Etwa die Hälfte aller Personen mit einer Angina pectoris, bei denen eine Koronarangiographie durchgeführt wird, weist keine obstruktive koronare Herzerkrankung (ANOCA) auf. Bei diesen ANOCA-Patienten ist eine verstärkte Vasokonstriktionsneigung der Koronargefäße oder eine reduzierte Vasodilatationsfähigkeit die Ursache der Beschwerden. „Im Katheterlabor, wenn eine obstruktive KHK ausgeschlossen ist, wäre die Messung der koronaren Flussreserve, des koronaren Widerstandes und falls vorhanden mit Erfahrung, ein provozierender Test mit Acetylcholin eine Option, um eine definitive Diagnose stellen zu können“, so Aschauer. In der Regel trete diese Form der Angina pectoris häufiger bei Frauen auf. „Rund ein Viertel der Frauen leidet daran“, bestätigt Aschauer, der weiter ausführt: „Als Auslöser sind verschiedene pathophysiologische Mechanismen wie beispielsweise die mikrovaskuläre Dysfunktion, die Endotheldysfunktion oder Vasospasmen zu nennen.“ Außerdem scheinen Faktoren wie mentaler oder emotionaler Stress, der Einfluss des autonomen Nervensystems, die individuelle Schmerzsensitivität und die Sauerstoffkapazität im Blut eine Rolle zu spielen. Aktuellen Studien zufolge sind außerdem die zeitlichen Schwankungen von Angina-pectoris-Beschwerden und Ischämien im Stresstest signifikant stärker als bei KHK-Patienten mit Koronarstenosen. Auch fehlt eine Korrelation zwischen der Brustschmerz-Symptomatik und dem festgestellten Schweregrad der Ischämie.

Vortest ermittelt Risiko

Während die Vortestwahrscheinlichkeit basierend auf Klinik, Alter und Geschlecht zur Beurteilung des Vorliegens einer koronaren Herzkrankheit unverändert von Relevanz ist, hat das Belastungs-EKG als nicht-invasiver KHK-Screeningtest den aktualisierten Leitlinien zufolge an Bedeutung verloren. Um überflüssige Diagnostik zu reduzieren, wurden außerdem die KHK-Wahrscheinlichkeit bei Frauen um etwa ein Drittel nach unten korrigiert und gleichzeitig Dyspnoe als relevantes KHK-Symptom aufgenommen. „Durch die Ermittlung einer Vortestwahrscheinlichkeit einer wirksamen KHK lassen sich die Patienten in niedrige, mittlere und hohe Risikogruppe einteilen“, so der Experte. Vor allem bei Personen mit unter 15 Prozent (niedriges Risiko) reiche Beobachtung zunächst aus. „Eine Koronarangiografie als invasive Technik kommt vor allem bei Patienten mit hohem Risiko in Frage und funktionelle Methoden wie SPECT oder Stress-Echokardiografie bei mittlerem Risiko. Eine CT-Angiografie ist für die primäre Diagnostik bei niedrigem Vortest-Ergebnis empfohlen“, sagt Aschauer.

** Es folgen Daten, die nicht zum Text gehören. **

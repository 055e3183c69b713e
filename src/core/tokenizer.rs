// Copyright 2025 Eric Jingryd (tidynest@proton.me)
//
// Licensed under the Apache License, Version 2.0 (the "License");
// you may not use this file except in compliance with the License.
// You may obtain a copy of the License at
//
//     http://www.apache.org/licenses/LICENSE-2.0
//
// Unless required by applicable law or agreed to in writing, software
// distributed under the License is distributed on an "AS IS" BASIS,
// WITHOUT WARRANTIES OR CONDITIONS OF ANY KIND, either express or implied.
// See the License for the specific language governing permissions and
// limitations under the License.

//! src/core/tokenizer.rs
//!
//! Line tokenizer for layout markup
//!
//! Splits one sanitized line into tags (open, close, self-closing),
//! declarations (`<?xml ?>`, `<!DOCTYPE>`) and text runs. Each lexeme
//! carries its byte span so the naming pass can edit the line in place.
//!
//! # Architecture
//! Built from nom combinators, the same way the rest of the crate parses.
//! A `<` that does not start a well-formed tag is kept as text, so the
//! tokenizer never fails on a line.

use nom::{
    branch::alt,
    bytes::complete::{tag, take_till, take_until, take_while1},
    character::complete::{char, multispace1},
    combinator::value,
    multi::{many0, many0_count},
    sequence::{delimited, preceded},
    IResult, Parser,
};
use std::ops::Range;

use crate::core::sanitizer::FOLD_MARKER;

/// A start or self-closing tag with its attributes in source order
#[derive(Clone, Debug, Eq, PartialEq)]
pub struct Tag<'a> {
    pub name: &'a str,
    pub attributes: Vec<(&'a str, &'a str)>,
}

impl<'a> Tag<'a> {
    /// Value of the first attribute called `key`
    pub fn attr(&self, key: &str) -> Option<&'a str> {
        self.attributes
            .iter()
            .find(|(k, _)| *k == key)
            .map(|(_, v)| *v)
    }
}

#[derive(Clone, Debug, Eq, PartialEq)]
pub enum Token<'a> {
    /// `<name attr="..">`
    Open(Tag<'a>),
    /// `<name attr=".."/>`
    SelfClosing(Tag<'a>),
    /// `</name>`
    Close(&'a str),
    /// Character data between tags
    Text(&'a str),
    /// `<?...?>` or `<!...>`
    Markup(&'a str),
}

impl Token<'_> {
    /// Tag name for open or self-closing tags
    pub fn tag_name(&self) -> Option<&str> {
        match self {
            Token::Open(tag) | Token::SelfClosing(tag) => Some(tag.name),
            _ => None,
        }
    }

    /// True for text made only of whitespace and fold markers
    pub fn is_blank(&self) -> bool {
        matches!(self, Token::Text(text) if text.replace(FOLD_MARKER, "").trim().is_empty())
    }
}

/// A token and its byte range within the line
#[derive(Clone, Debug, Eq, PartialEq)]
pub struct Lexeme<'a> {
    pub token: Token<'a>,
    pub span: Range<usize>,
}

/// Tokenizes one logical line
pub fn tokenize_line(line: &str) -> Vec<Lexeme<'_>> {
    let mut lexemes = Vec::new();
    let mut pos = 0;

    while pos < line.len() {
        let rest = &line[pos..];

        if rest.starts_with('<') {
            if let Ok((remaining, token)) = parse_markup(rest) {
                let end = pos + (rest.len() - remaining.len());
                lexemes.push(Lexeme { token, span: pos..end });
                pos = end;
                continue;
            }
        }

        // Text runs up to the next '<', a stray '<' included
        let skip = usize::from(rest.starts_with('<'));
        let len = rest[skip..].find('<').map_or(rest.len(), |i| i + skip);
        lexemes.push(Lexeme {
            token: Token::Text(&rest[..len]),
            span: pos..pos + len,
        });
        pos += len;
    }

    lexemes
}

/// Parses any markup construct starting with '<'
pub fn parse_markup(input: &str) -> IResult<&str, Token<'_>> {
    alt((parse_declaration, parse_close_tag, parse_tag)).parse(input)
}

/// Parses `<?...?>` and `<!...>`
pub fn parse_declaration(input: &str) -> IResult<&str, Token<'_>> {
    let (input, body) = alt((
        delimited(tag("<?"), take_until("?>"), tag("?>")),
        delimited(tag("<!"), take_until(">"), tag(">")),
    ))
    .parse(input)?;

    Ok((input, Token::Markup(body)))
}

/// Parses `</name>`
pub fn parse_close_tag(input: &str) -> IResult<&str, Token<'_>> {
    let (input, name) = delimited(tag("</"), parse_name, (separator, char('>'))).parse(input)?;
    Ok((input, Token::Close(name)))
}

/// Parses `<name attr="value" ...>` or the self-closing form
pub fn parse_tag(input: &str) -> IResult<&str, Token<'_>> {
    let (input, name) = preceded(char('<'), parse_name).parse(input)?;
    let (input, attributes) = many0(parse_attribute).parse(input)?;
    let (input, _) = separator(input)?;
    let (input, end) = alt((tag("/>"), tag(">"))).parse(input)?;

    let tag = Tag { name, attributes };
    let token = if end == "/>" {
        Token::SelfClosing(tag)
    } else {
        Token::Open(tag)
    };

    Ok((input, token))
}

/// Parses ` key="value"` (single or double quotes)
pub fn parse_attribute(input: &str) -> IResult<&str, (&str, &str)> {
    let (input, _) = separator1(input)?;
    let (input, key) = parse_name(input)?;
    let (input, _) = (separator, char('='), separator).parse(input)?;
    let (input, value) = alt((
        delimited(char('"'), take_till(|c: char| c == '"'), char('"')),
        delimited(char('\''), take_till(|c: char| c == '\''), char('\'')),
    ))
    .parse(input)?;

    Ok((input, (key, value)))
}

/// Element and attribute names
pub fn parse_name(input: &str) -> IResult<&str, &str> {
    take_while1(|c: char| c.is_alphanumeric() || matches!(c, '_' | '-' | ':' | '.')).parse(input)
}

/// Whitespace inside a tag; fold markers count as whitespace since a tag
/// may have been split over several physical lines
fn separator(input: &str) -> IResult<&str, ()> {
    value((), many0_count(alt((multispace1, tag(FOLD_MARKER))))).parse(input)
}

fn separator1(input: &str) -> IResult<&str, ()> {
    let (rest, ()) = separator(input)?;
    if rest.len() == input.len() {
        return Err(nom::Err::Error(nom::error::Error::new(
            input,
            nom::error::ErrorKind::Space,
        )));
    }
    Ok((rest, ()))
}

#[cfg(test)]
mod tests {
    use super::*;

    #[test]
    fn test_parse_open_tag_with_attributes() {
        let (rest, token) = parse_tag(r#"<object class="GtkButton" id="Btn1">tail"#).unwrap();
        assert_eq!(rest, "tail");

        match token {
            Token::Open(tag) => {
                assert_eq!(tag.name, "object");
                assert_eq!(tag.attr("class"), Some("GtkButton"));
                assert_eq!(tag.attr("id"), Some("Btn1"));
                assert_eq!(tag.attr("missing"), None);
            }
            other => panic!("Expected open tag, got {:?}", other),
        }
    }

    #[test]
    fn test_parse_self_closing_tag() {
        let (_, token) = parse_tag(r#"<requires lib="gtk+" version="3.20"/>"#).unwrap();
        assert!(matches!(token, Token::SelfClosing(ref t) if t.name == "requires"));
    }

    #[test]
    fn test_parse_single_quoted_attribute() {
        let (_, (key, value)) = parse_attribute(" handler='on_click'").unwrap();
        assert_eq!(key, "handler");
        assert_eq!(value, "on_click");
    }

    #[test]
    fn test_attribute_needs_leading_space() {
        assert!(parse_attribute(r#"id="x""#).is_err());
    }

    #[test]
    fn test_parse_close_tag() {
        let (rest, token) = parse_close_tag("</property >x").unwrap();
        assert_eq!(token, Token::Close("property"));
        assert_eq!(rest, "x");
    }

    #[test]
    fn test_tokenize_single_line_object() {
        let line = r#"<object class="GtkButton" id="Btn1"><property name="label">OK</property></object>"#;
        let lexemes = tokenize_line(line);

        assert_eq!(lexemes.len(), 5);
        assert_eq!(lexemes[0].token.tag_name(), Some("object"));
        assert_eq!(lexemes[1].token.tag_name(), Some("property"));
        assert_eq!(lexemes[2].token, Token::Text("OK"));
        assert_eq!(lexemes[3].token, Token::Close("property"));
        assert_eq!(lexemes[4].token, Token::Close("object"));
        assert_eq!(lexemes[4].span.end, line.len());
    }

    #[test]
    fn test_tokenize_declarations() {
        let lexemes = tokenize_line(r#"<?xml version="1.0" encoding="UTF-8"?>"#);
        assert_eq!(lexemes.len(), 1);
        assert!(matches!(lexemes[0].token, Token::Markup(_)));
    }

    #[test]
    fn test_stray_angle_bracket_is_text() {
        let lexemes = tokenize_line("a < b <br/>");
        assert_eq!(lexemes[0].token, Token::Text("a "));
        assert_eq!(lexemes[1].token, Token::Text("< b "));
        assert_eq!(lexemes[2].token.tag_name(), Some("br"));
    }

    #[test]
    fn test_tag_split_over_folded_lines() {
        let line = r#"<property name="label"\n    translatable="yes">Hi</property>"#;
        let lexemes = tokenize_line(line);

        match &lexemes[0].token {
            Token::Open(tag) => assert_eq!(tag.attr("translatable"), Some("yes")),
            other => panic!("Expected open tag, got {:?}", other),
        }
    }

    #[test]
    fn test_blank_text() {
        assert!(Token::Text("   ").is_blank());
        assert!(Token::Text(" \\n ").is_blank());
        assert!(!Token::Text(" x ").is_blank());
    }
}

Risikofaktoren kontrollieren

Bei etwa einem Drittel der KHK-Patienten liegt das akute Koronarsyndrom vor, so die Einschätzung von Univ. Prof. Andreas Zirlik von der Klinischen Abteilung für Kardiologie der Medizinischen Universität Graz. „Bei diesen Patienten gilt, weiterhin koronarangiografische Interventionen wie Katheter so rasch wie möglich gemäß dem Motto ‚time is muscle‘ zu setzen“. Anders hingegen sei die Vorgangsweise beim chronischen Koronarsyndrom. Hier hätte sich in Studien keinerlei Überlebensvorteil von Interventionen gegenüber der medizinischen Therapie gezeigt. Vielmehr müsse eine koronare Herzkrankheit als Ursache für eine Angina pectoris abgeklärt werden. „Liegt eine KHK vor, dann wird die medikamentöse Therapie in die Wege geleitet“, so Zirlik.

Chronisches Koronarsyndrom: Krankheitsbilder

a) Verdacht auf KHK mit Symptomen einer „stabilen“ Angina pectoris (mit/ohne Dyspnoe);

b) Verdacht auf KHK mit neu aufgetretenen Symptomen einer Herzinsuffizienz oder linksventrikulärer Dysfunktion;

c) Asymptomatische oder symptomatische Patienten mit stabilisierten Symptomen weniger als ein Jahr nach einer akuten Koronarstenose oder Revaskularisierung;

d) Asymptomatische oder symptomatische Patienten mehr als ein Jahr nach Erstdiagnose einer KHK oder Revaskularisierung;

e) Angina pectoris und Verdacht auf Vasospastik oder mikrovaskuläre Erkrankung;

f) Asymptomatische Patienten mit einer im Screening detektierten KHK.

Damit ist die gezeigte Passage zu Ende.